DESCRIPTION OF THE TASK: Say how many lines in the records hold "Option". Nothing but the number should be given.

(Stored items)
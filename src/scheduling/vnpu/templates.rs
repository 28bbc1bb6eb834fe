// SPDX-FileCopyrightText: Copyright (c) 2025 NVIDIA CORPORATION & AFFILIATES. All rights reserved.
// SPDX-License-Identifier: Apache-2.0
//
// Licensed under the Apache License, Version 2.0 (the "License");
// you may not use this file except in compliance with the License.
// You may obtain a copy of the License at
//
// http://www.apache.org/licenses/LICENSE-2.0
//
// Unless required by applicable law or agreed to in writing, software
// distributed under the License is distributed on an "AS IS" BASIS,
// WITHOUT WARRANTIES OR CONDITIONS OF ANY KIND, either express or implied.
// See the License for the specific language governing permissions and
// limitations under the License.

//! vNPU templates and the label rules that map a requested core count onto one of them.
//!
//! A job asks for a number of AI cores and qualifies the request with two labels:
//! `vnpu-dvpp` (whether the slice needs the video/image pre-processing unit) and `vnpu-level` (whether a slice may
//! give up AI CPUs). Every core count below one chip has exactly one label combination per template; any other
//! combination is rejected at admission.

use std::collections::BTreeMap;
use std::fmt;

use thiserror::Error;

use crate::scheduling::resources::VResource;

pub const DVPP_LABEL: &str = "vnpu-dvpp";
pub const LEVEL_LABEL: &str = "vnpu-level";
/// Job label opting a job out of downgrades when set to `false`.
pub const DOWNGRADE_LABEL: &str = "vnpu-downgrade";

/// A named fractional slice of one chip.
#[derive(Debug, PartialEq, Eq, Clone, Copy)]
pub struct VnpuTemplate {
    pub name: &'static str,
    pub resource: VResource,
}

pub const TEMPLATES: &[VnpuTemplate] = &[
    VnpuTemplate {
        name: "vir01",
        resource: VResource::new(1, 1),
    },
    VnpuTemplate {
        name: "vir02",
        resource: VResource::new(2, 2),
    },
    VnpuTemplate {
        name: "vir02_1c",
        resource: VResource::new(2, 1),
    },
    VnpuTemplate {
        name: "vir04",
        resource: VResource::new(4, 4),
    },
    VnpuTemplate {
        name: "vir04_3c",
        resource: VResource::new(4, 3),
    },
    VnpuTemplate {
        name: "vir04_3c_ndvpp",
        resource: VResource::new(4, 3),
    },
    VnpuTemplate {
        name: "vir04_4c_dvpp",
        resource: VResource::new(4, 4),
    },
];

pub fn template(name: &str) -> Option<&'static VnpuTemplate> {
    TEMPLATES.iter().find(|t| t.name == name)
}

/// The smaller template a task falls back to when no chip has room for the one it asked for.
pub fn downgrade_target(name: &str) -> Option<&'static VnpuTemplate> {
    match name {
        "vir04" => template("vir04_3c"),
        "vir02" => template("vir02_1c"),
        _ => None,
    }
}

#[derive(Debug, PartialEq, Eq, Clone, Copy)]
pub enum Dvpp {
    Yes,
    No,
    Null,
}

#[derive(Debug, PartialEq, Eq, Clone, Copy)]
pub enum Level {
    Low,
    High,
}

impl fmt::Display for Dvpp {
    fn fmt(&self, f: &mut fmt::Formatter<'_>) -> fmt::Result {
        match self {
            Dvpp::Yes => write!(f, "yes"),
            Dvpp::No => write!(f, "no"),
            Dvpp::Null => write!(f, "null"),
        }
    }
}

impl fmt::Display for Level {
    fn fmt(&self, f: &mut fmt::Formatter<'_>) -> fmt::Result {
        match self {
            Level::Low => write!(f, "low"),
            Level::High => write!(f, "high"),
        }
    }
}

#[derive(Error, Debug, Clone, PartialEq)]
pub enum TemplateError {
    #[error("unknown vNPU template {0}")]
    UnknownTemplate(String),
    #[error("invalid value {value:?} for label {key}")]
    InvalidLabel { key: String, value: String },
    #[error("{aicore} AI cores cannot be combined with vnpu-dvpp={dvpp} and vnpu-level={level}")]
    InvalidCombination { aicore: u32, dvpp: Dvpp, level: Level },
    #[error("{aicore} AI cores is neither a vNPU template size nor a multiple of a whole chip ({chip})")]
    UnsupportedCoreCount { aicore: u32, chip: u32 },
}

pub fn parse_dvpp(labels: &BTreeMap<String, String>) -> Result<Dvpp, TemplateError> {
    match labels.get(DVPP_LABEL).map(String::as_str) {
        None | Some("null") => Ok(Dvpp::Null),
        Some("yes") => Ok(Dvpp::Yes),
        Some("no") => Ok(Dvpp::No),
        Some(other) => Err(TemplateError::InvalidLabel {
            key: DVPP_LABEL.to_string(),
            value: other.to_string(),
        }),
    }
}

pub fn parse_level(labels: &BTreeMap<String, String>) -> Result<Level, TemplateError> {
    match labels.get(LEVEL_LABEL).map(String::as_str) {
        None | Some("low") => Ok(Level::Low),
        Some("high") => Ok(Level::High),
        Some(other) => Err(TemplateError::InvalidLabel {
            key: LEVEL_LABEL.to_string(),
            value: other.to_string(),
        }),
    }
}

/// What a virtual task resolves to once its labels are applied.
#[derive(Debug, PartialEq, Eq, Clone, Copy)]
pub enum TaskResource {
    Slice(&'static VnpuTemplate),
    /// A whole number of physical chips.
    WholeCards { chips: u32, resource: VResource },
}

impl TaskResource {
    pub fn resource(&self) -> VResource {
        match self {
            TaskResource::Slice(t) => t.resource,
            TaskResource::WholeCards { resource, .. } => *resource,
        }
    }
}

/// Maps a dynamic request of `aicore` cores to a template or to whole chips.
///
/// # Arguments
/// * `aicore` - Number of AI cores the task asks for.
/// * `labels` - Labels of the owning job.
/// * `capacity` - Capacity of one physical chip.
pub fn resolve_dynamic(
    aicore: u32,
    labels: &BTreeMap<String, String>,
    capacity: VResource,
) -> Result<TaskResource, TemplateError> {
    let dvpp = parse_dvpp(labels)?;
    let level = parse_level(labels)?;
    if aicore == 0 || capacity.aicore == 0 {
        return Err(TemplateError::UnsupportedCoreCount {
            aicore,
            chip: capacity.aicore,
        });
    }
    if aicore % capacity.aicore == 0 {
        if dvpp != Dvpp::Null {
            return Err(TemplateError::InvalidCombination { aicore, dvpp, level });
        }
        let chips = aicore / capacity.aicore;
        return Ok(TaskResource::WholeCards {
            chips,
            resource: capacity.multiply_by(chips),
        });
    }
    let name = match (aicore, dvpp, level) {
        (1, Dvpp::Null, _) => "vir01",
        (2, Dvpp::Null, Level::Low) => "vir02_1c",
        (2, Dvpp::Null, Level::High) => "vir02",
        (4, Dvpp::Yes, _) => "vir04_4c_dvpp",
        (4, Dvpp::No, _) => "vir04_3c_ndvpp",
        (4, Dvpp::Null, Level::Low) => "vir04_3c",
        (4, Dvpp::Null, Level::High) => "vir04",
        (1 | 2 | 4, _, _) => return Err(TemplateError::InvalidCombination { aicore, dvpp, level }),
        _ => {
            return Err(TemplateError::UnsupportedCoreCount {
                aicore,
                chip: capacity.aicore,
            })
        }
    };
    template(name)
        .map(TaskResource::Slice)
        .ok_or_else(|| TemplateError::UnknownTemplate(name.to_string()))
}

/// Resolves a virtual request: a named template for static jobs, the label rules otherwise.
pub fn resolve_request(
    aicore: u32,
    template_name: Option<&str>,
    labels: &BTreeMap<String, String>,
    capacity: VResource,
) -> Result<TaskResource, TemplateError> {
    match template_name {
        Some(name) => template(name)
            .map(TaskResource::Slice)
            .ok_or_else(|| TemplateError::UnknownTemplate(name.to_string())),
        None => resolve_dynamic(aicore, labels, capacity),
    }
}

#[cfg(test)]
mod tests {
    use super::*;

    const CAPACITY: VResource = VResource::new(8, 7);

    fn labels(pairs: &[(&str, &str)]) -> BTreeMap<String, String> {
        pairs
            .iter()
            .map(|(k, v)| (k.to_string(), v.to_string()))
            .collect()
    }

    fn slice_name(aicore: u32, pairs: &[(&str, &str)]) -> Result<&'static str, TemplateError> {
        match resolve_dynamic(aicore, &labels(pairs), CAPACITY)? {
            TaskResource::Slice(t) => Ok(t.name),
            other => panic!("unexpected resource: {other:?}"),
        }
    }

    #[test]
    fn test_four_core_label_table() {
        assert_eq!(slice_name(4, &[(DVPP_LABEL, "yes")]), Ok("vir04_4c_dvpp"));
        assert_eq!(slice_name(4, &[(DVPP_LABEL, "no")]), Ok("vir04_3c_ndvpp"));
        assert_eq!(slice_name(4, &[]), Ok("vir04_3c"));
        assert_eq!(slice_name(4, &[(LEVEL_LABEL, "high")]), Ok("vir04"));
    }

    #[test]
    fn test_small_slices_reject_dvpp() {
        assert_eq!(slice_name(1, &[]), Ok("vir01"));
        assert_eq!(slice_name(2, &[(LEVEL_LABEL, "high")]), Ok("vir02"));
        assert_eq!(slice_name(2, &[(LEVEL_LABEL, "low")]), Ok("vir02_1c"));
        let err = slice_name(2, &[(DVPP_LABEL, "yes")]).unwrap_err();
        assert!(matches!(err, TemplateError::InvalidCombination { aicore: 2, .. }));
        let err = slice_name(1, &[(DVPP_LABEL, "no")]).unwrap_err();
        assert!(matches!(err, TemplateError::InvalidCombination { aicore: 1, .. }));
    }

    #[test]
    fn test_whole_cards() {
        let r = resolve_dynamic(16, &labels(&[]), CAPACITY).expect("resolve");
        assert_eq!(
            r,
            TaskResource::WholeCards {
                chips: 2,
                resource: VResource::new(16, 14)
            }
        );
        let err = resolve_dynamic(8, &labels(&[(DVPP_LABEL, "yes")]), CAPACITY).unwrap_err();
        assert!(matches!(err, TemplateError::InvalidCombination { .. }));
    }

    #[test]
    fn test_unsupported_counts_and_labels() {
        assert!(matches!(
            resolve_dynamic(3, &labels(&[]), CAPACITY),
            Err(TemplateError::UnsupportedCoreCount { aicore: 3, chip: 8 })
        ));
        assert!(matches!(
            resolve_dynamic(0, &labels(&[]), CAPACITY),
            Err(TemplateError::UnsupportedCoreCount { .. })
        ));
        assert!(matches!(
            resolve_dynamic(4, &labels(&[(LEVEL_LABEL, "medium")]), CAPACITY),
            Err(TemplateError::InvalidLabel { .. })
        ));
    }

    #[test]
    fn test_static_template_lookup() {
        let r = resolve_request(4, Some("vir04_3c"), &labels(&[]), CAPACITY).expect("template");
        assert_eq!(r.resource(), VResource::new(4, 3));
        assert!(matches!(
            resolve_request(4, Some("vir05"), &labels(&[]), CAPACITY),
            Err(TemplateError::UnknownTemplate(_))
        ));
    }

    #[test]
    fn test_downgrade_targets() {
        assert_eq!(downgrade_target("vir04").map(|t| t.name), Some("vir04_3c"));
        assert_eq!(downgrade_target("vir02").map(|t| t.name), Some("vir02_1c"));
        assert_eq!(downgrade_target("vir04_3c"), None);
    }
}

SOLVED EXERCISE: 3